On the matter of "Robust code," likely nothing would be done to the programmers. To keep a system like this operating efficiently, the code itself is already going to be complex, with built in safeguards. Before this technology could even be introduced to the general public, it will have gone through years of testing, both to work out any bugs, and to demonstrate to the community that it is indeed safe.

Legally, this would become a test case of international interest and a matter of great controversy. Under U.S. law, these copies should be guaranteed the same rights and representation as any other human being however, they were meant to be deleted at the point of transit. Their best chance is to seek help from a group like the ACLU. The first matter of business would be how to define the copies from the intended result (the individual meant to come out on the other side, and still be the only one in existence). This would be further complicated as some copies would lie to preserve their own lives. Most of these would be caught in their lies. Secondly, there is the matter of how or if they should be represented at all. Nothing like this has happened before; they fit all the criteria to be represented as individuals however, they were meant to be deleted – they shouldn’t even exist.

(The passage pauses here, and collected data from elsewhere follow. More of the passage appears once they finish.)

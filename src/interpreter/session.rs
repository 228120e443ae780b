use crate::{
    arena::{Arena, Region},
    ast::Tree,
    error::{ArenaError, Error, SYNTAX_ERROR},
    interpreter::{
        config::EvalConfig, evaluator::core::Context, lexer::Lexer, parser::core::parse_line,
        value::Value,
    },
};

/// Owns the memory of successive evaluations.
///
/// The permanent arena holds the input and output line buffers for the whole
/// life of the session. The transient arena holds the lexemes and tree nodes
/// of the current line and is reset at the start of every evaluation, so
/// nothing allocated for one line survives into the next.
///
/// A session evaluates one line at a time; concurrent evaluations each need
/// their own session.
#[derive(Debug)]
pub struct Session {
    config:    EvalConfig,
    permanent: Arena,
    transient: Arena,
    tree:      Tree,
    input:     Region,
    output:    Region,
}

impl Session {
    /// Creates a session and reserves its line buffers.
    ///
    /// # Errors
    /// Fails if the permanent arena cannot hold both line buffers.
    pub fn new(config: EvalConfig) -> Result<Self, ArenaError> {
        let mut permanent = Arena::new("permanent", config.permanent_capacity);
        let input = permanent.allocate(config.line_capacity)?;
        let output = permanent.allocate(config.line_capacity)?;

        Ok(Self { config,
                  permanent,
                  transient: Arena::new("transient", config.transient_capacity),
                  tree: Tree::new(),
                  input,
                  output })
    }

    /// Runs one evaluation cycle over `line`.
    ///
    /// Returns `Ok(None)` when the line holds no expression.
    ///
    /// # Errors
    /// - `InputTooLong` if the line and its terminator exceed the input
    ///   buffer.
    /// - `Parse` for syntax errors and transient arena exhaustion.
    /// - `Runtime` for evaluation failures such as integer overflow.
    ///
    /// # Example
    /// ```
    /// use calc::interpreter::{config::EvalConfig, session::Session, value::Value};
    ///
    /// let mut session = Session::new(EvalConfig::default()).unwrap();
    ///
    /// assert_eq!(session.evaluate("2 + 3 * 4").unwrap(), Some(Value::Integer(14)));
    /// assert_eq!(session.evaluate("").unwrap(), None);
    /// assert!(session.evaluate("1 + * 2").unwrap_err().is_syntax_error());
    /// ```
    pub fn evaluate(&mut self, line: &str) -> Result<Option<Value>, Error> {
        self.transient.reset();
        self.tree.clear();
        self.load_input(line)?;

        let Self { config,
                   permanent,
                   transient,
                   tree,
                   input,
                   .. } = self;

        let source = permanent.read_terminated(*input);
        let mut lexer = Lexer::new(source, config.lookahead_depth);

        let Some(root) = parse_line(&mut lexer, transient, tree)? else {
            tracing::debug!("no expression");
            return Ok(None);
        };

        let value = Context::new(config.exponent).eval(tree, root)?;
        tracing::debug!(%value,
                        kind = ?value.kind(),
                        transient_used = transient.used(),
                        "evaluated");

        Ok(Some(value))
    }

    /// Evaluates `line` and renders the outcome into the output buffer.
    ///
    /// Floats render with two decimal places and integers in plain decimal.
    /// Every syntax error renders as `Syntax error`; other failures render
    /// their message. Returns `None` when the line holds no expression.
    ///
    /// # Example
    /// ```
    /// use calc::interpreter::{config::EvalConfig, session::Session};
    ///
    /// let mut session = Session::new(EvalConfig::default()).unwrap();
    ///
    /// assert_eq!(session.render("7 / 2"), Some("3.50"));
    /// assert_eq!(session.render("2 *"), Some("Syntax error"));
    /// assert_eq!(session.render("  "), None);
    /// ```
    pub fn render(&mut self, line: &str) -> Option<&str> {
        let text = match self.evaluate(line) {
            Ok(None) => return None,
            Ok(Some(value)) => value.to_string(),
            Err(e) if e.is_syntax_error() => {
                tracing::debug!(error = %e, "syntax error");
                SYNTAX_ERROR.to_string()
            },
            Err(e) => e.to_string(),
        };

        self.permanent.write_terminated(self.output, &text);

        Some(self.permanent.read_terminated(self.output))
    }

    /// Copies `line` into the input buffer, terminator included.
    fn load_input(&mut self, line: &str) -> Result<(), Error> {
        if line.len() >= self.input.len() {
            return Err(Error::InputTooLong { length:   line.len(),
                                             capacity: self.input.len(), });
        }

        self.permanent.write_terminated(self.input, line);

        Ok(())
    }

    /// The settings the session was created with.
    #[must_use]
    pub const fn config(&self) -> &EvalConfig {
        &self.config
    }

    /// The arena holding the line buffers.
    #[must_use]
    pub const fn permanent(&self) -> &Arena {
        &self.permanent
    }

    /// The arena holding the current line's lexemes and nodes.
    #[must_use]
    pub const fn transient(&self) -> &Arena {
        &self.transient
    }

    /// The tree of the most recently parsed line.
    #[must_use]
    pub const fn tree(&self) -> &Tree {
        &self.tree
    }
}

What begins as a matter of law would spiral into other matters. How do we handle this influx of new people? New people who are exactly the same at this point, as the “original” and will need gainful employment, housing, and most importantly, an identity separate from the “original” and other copies … I would advise you to look into how the Inuit and other Native American tribes fought for equality, as well as the fight for black Americans to gain equality in America. These should give you plenty of insight into how such cases can go. The programmers would likely be called to testify. General questions about how something like this could happen, whether sufficient safeguards were in place, etc. As I mentioned above, it’s unlikely the programmers would be charged.

If you direct things to go favorably for the copies, you will need to address the matters of identity, housing, and employment. If you direct things to go unfavorably for the copies, it may be interesting to see what happens to copies of prominent scientists vs. the average person. Perhaps Operation Paperclip 2.0?

  • $\begingroup$ Which would be considered the original? $\endgroup$ Commented Jan 30, 2016 at 14:51

I would say that there are strong parrallels between teleportation cloning and sexual intercourse. Both activities can be engaged in without complete understanding of the potential consequences; and both activities can result in the creation of new life.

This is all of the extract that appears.